Ivey admin. seeking to build three new men’s prisons; estimated cost of $900m
Governor Kay Ivey and the Alabama Department of Corrections (ADOC) will request bids for the construction of three new men’s prisons to replace existing facilities, with the administration still undecided on whether to seek funding approval from the state legislature or pursue private leasing.
According to The Montgomery Advertiser, the governor told reporters of the plan in a meeting Tuesday.
Per ADOC Commissioner Jeff Dunn, early estimated construction costs stand at approximately $900 million. If implemented, the proposal would house 3,000 to 3,500 inmates between two facilities. A third would house inmates with special needs, including those needing mental health treatment.

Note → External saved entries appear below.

//! Control-plane messages exchanged between nodes.


use alloc::vec::Vec;

use crate::core::{
  actor_address::ActorAddress,
  serialization_context::SerializationContext,
  wire_error::WireError,
  wire_format::{read_bool, read_u8, write_bool, write_u8},
};

const TYPE_WATCH: u8 = 0;
const TYPE_TERMINATED: u8 = 1;

/// Messages carried on the system channel of an association.
#[derive(Clone, Debug, PartialEq, Eq)]
pub enum SystemMessage {
  /// Registers `watcher` as a death watcher of `watchee`.
  Watch {
    /// Actor being watched.
    watchee: ActorAddress,
    /// Actor that registered the watch.
    watcher: ActorAddress,
  },
  /// Notifies a watcher that the watched actor terminated.
  Terminated {
    /// The terminated actor.
    reference:           ActorAddress,
    /// `true` when the actor was confirmed to have existed.
    existence_confirmed: bool,
    /// `true` when the whole remote address terminated.
    address_terminated:  bool,
  },
}

impl SystemMessage {
  /// Returns the address the message is concerned with.
  #[must_use]
  pub const fn subject(&self) -> &ActorAddress {
    match self {
      | Self::Watch { watchee, .. } => watchee,
      | Self::Terminated { reference, .. } => reference,
    }
  }

  /// Appends the wire encoding: the type discriminator followed by the
  /// message fields.
  pub fn encode_into(&self, buffer: &mut Vec<u8>, context: &SerializationContext) {
    match self {
      | Self::Watch { watchee, watcher } => {
        write_u8(buffer, TYPE_WATCH);
        watchee.encode_into(buffer, context);
        watcher.encode_into(buffer, context);
      },
      | Self::Terminated { reference, existence_confirmed, address_terminated } => {
        write_u8(buffer, TYPE_TERMINATED);
        reference.encode_into(buffer, context);
        write_bool(buffer, *existence_confirmed);
        write_bool(buffer, *address_terminated);
      },
    }
  }

  /// Decodes a system message starting at `cursor`.
  ///
  /// # Errors
  ///
  /// Returns [`WireError::UnknownSystemMessage`] for an unrecognised type
  /// discriminator; the receiver must fail the enclosing connection rather
  /// than skip the message.
  pub fn decode(bytes: &[u8], cursor: &mut usize) -> Result<Self, WireError> {
    match read_u8(bytes, cursor)? {
      | TYPE_WATCH => {
        let watchee = ActorAddress::decode(bytes, cursor)?;
        let watcher = ActorAddress::decode(bytes, cursor)?;
        Ok(Self::Watch { watchee, watcher })
      },
      | TYPE_TERMINATED => {
        let reference = ActorAddress::decode(bytes, cursor)?;
        let existence_confirmed = read_bool(bytes, cursor)?;
        let address_terminated = read_bool(bytes, cursor)?;
        Ok(Self::Terminated { reference, existence_confirmed, address_terminated })
      },
      | other => Err(WireError::UnknownSystemMessage(other)),
    }
  }
}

The plan is to put out a Request for Proposal this year for the new prisons. The governor expects new prisons to open in 2022.
— Lauren Walsh (@LaurenWalshTV) February 12, 2019
This came the day after Judge Myron Thompson wrote in a ruling that Alabama has been “deliberately indifferent” about monitoring the mental health of state inmates placed in the isolation of segregation cells.
Thompson in 2017 wrote that mental health care in state prisons was “horrendously inadequate” and violated the Eighth Amendment’s prohibition on cruel and unusual punishment.
An ADOC spokesman recently told the Associated Press that the department will “evaluate the best approach for constructing the facilities … either through a bond issue, or a build-lease option.”
The spokesman explained that the build-lease option would allow for one or more private firms to construct the facilities to state specifications and then enter into a lease agreement with the state. He said ADOC would maintain operational control and management of the facilities under this type of arrangement.
While the possibility of private leasing has already been met with opposition from state lawmakers, including Rep. Chris England (D-Tuscaloosa), funding avenues that would require legislative approval have previously been stonewalled.
In 2017, former Governor Robert Bentley unsuccessfully sought approval from the state legislature for an $800 million plan to build three new regional prisons for men — as well as a female prison — and to close most existing facilities.
The measure failed to win lawmakers’ approval after they raised concerns about the price tag and local job losses when existing prisons closed.